Se hoje as igrejas têm influência sobre as opiniões dos fiéis, há duzentos anos essa influência era muito mais forte. Com a monarquia falida e a nobreza dividida entre os que fugiam e os que eram assassinados pelos iluministas (que não por acaso diziam que a humanidade só seria feliz quando o último rei fosse enforcado nas tripas do último padre), a igreja foi a grande responsável por frear moralmente a revolução em andamento e propiciar a volta da monarquia, com a população amplamente massacrada.
Com os ideais de liberdade e igualdade – juntamente com a fraternidade, mais ideológica do que prática – um pouco mais enraizados e permeados pela sociedade em transição, novas tentativas de derrubar a monarquia e implantar a república ganharam força com o passar do tempo. Entretanto, pela revolução, as execuções começaram a fugir do controle e os próprios revolucionários eram julgados de forma tão rigorosa que acabavam na guilhotina.
O espetáculo se encaminha para o final indicando que a revolução passa a tentar amadurecer com erros e resgatar os próprios princípios, inclusive o da fraternidade, inevitavelmente esquecido durante as execuções impiedosas, para atingir a liberdade real. Seus pilares, imortalizados nas três cores da bandeira francesa, seguem como desafio até os dias atuais.
A conclusão da ópera idealiza homens julgados pelos atos, não pelas posses, repetindo a frase "Ça Ira" (traduzido oficialmente como "há esperança", informalmente seria algo como "agora vai").
Acompanhar uma ópera, para quem está acostumado somente com as diversas vertentes do bom e velho rock ´n roll, é uma experiência nova e bem peculiar, mas mesmo sem o hábito ou o conhecimento técnico, é possível notar o talento indiscutível de Roger Waters, que desde o auge do Pink Floyd vem demonstrando facilidade ímpar para unir música de qualidade com engajamento político e conhecimento histórico.

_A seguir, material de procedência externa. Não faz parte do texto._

pub mod transcoder;

pub use transcoder::{
    PackedOutput, Transcoder, IMMUTABLE_CACHE_CONTROL, NO_STORE_CACHE_CONTROL,
};
//! RGB565 little-endian packing.

use crate::surface::PixelSurface;

/// Format tag advertised alongside packed buffers.
pub const RGB565_FORMAT_TAG: &str = "RGB565LE";

/// Quantize one color to RGB565 by truncation.
#[inline]
pub fn rgb565(r: u8, g: u8, b: u8) -> u16 {
    (((r & 0xF8) as u16) << 8) | (((g & 0xFC) as u16) << 3) | ((b >> 3) as u16)
}

/// Pack a surface into RGB565, two bytes per pixel, low byte first.
///
/// The output length is always `width * height * 2`. Pixels are read with
/// the surface's own stride, so an RGBA surface packs the same as its RGB
/// counterpart; alpha never participates.
pub fn pack_rgb565_le(surface: &PixelSurface) -> Vec<u8> {
    let mut out = Vec::with_capacity(surface.pixel_count() * 2);
    for px in surface.pixels() {
        out.extend_from_slice(&rgb565(px[0], px[1], px[2]).to_le_bytes());
    }
    out
}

Com a carreira mais que consolidada e fiéis seguidores como fãs, Roger Waters não precisaria sequer vir ao Brasil para a montagem de seu espetáculo, porém como grande artista que é, fez questão de subir ao palco no fim de cada dia de apresentação, levando ao delírio os fãs do Pink Floyd, que destoavam entre a elite paulistana, habituada a assistir às óperas do Teatro Municipal.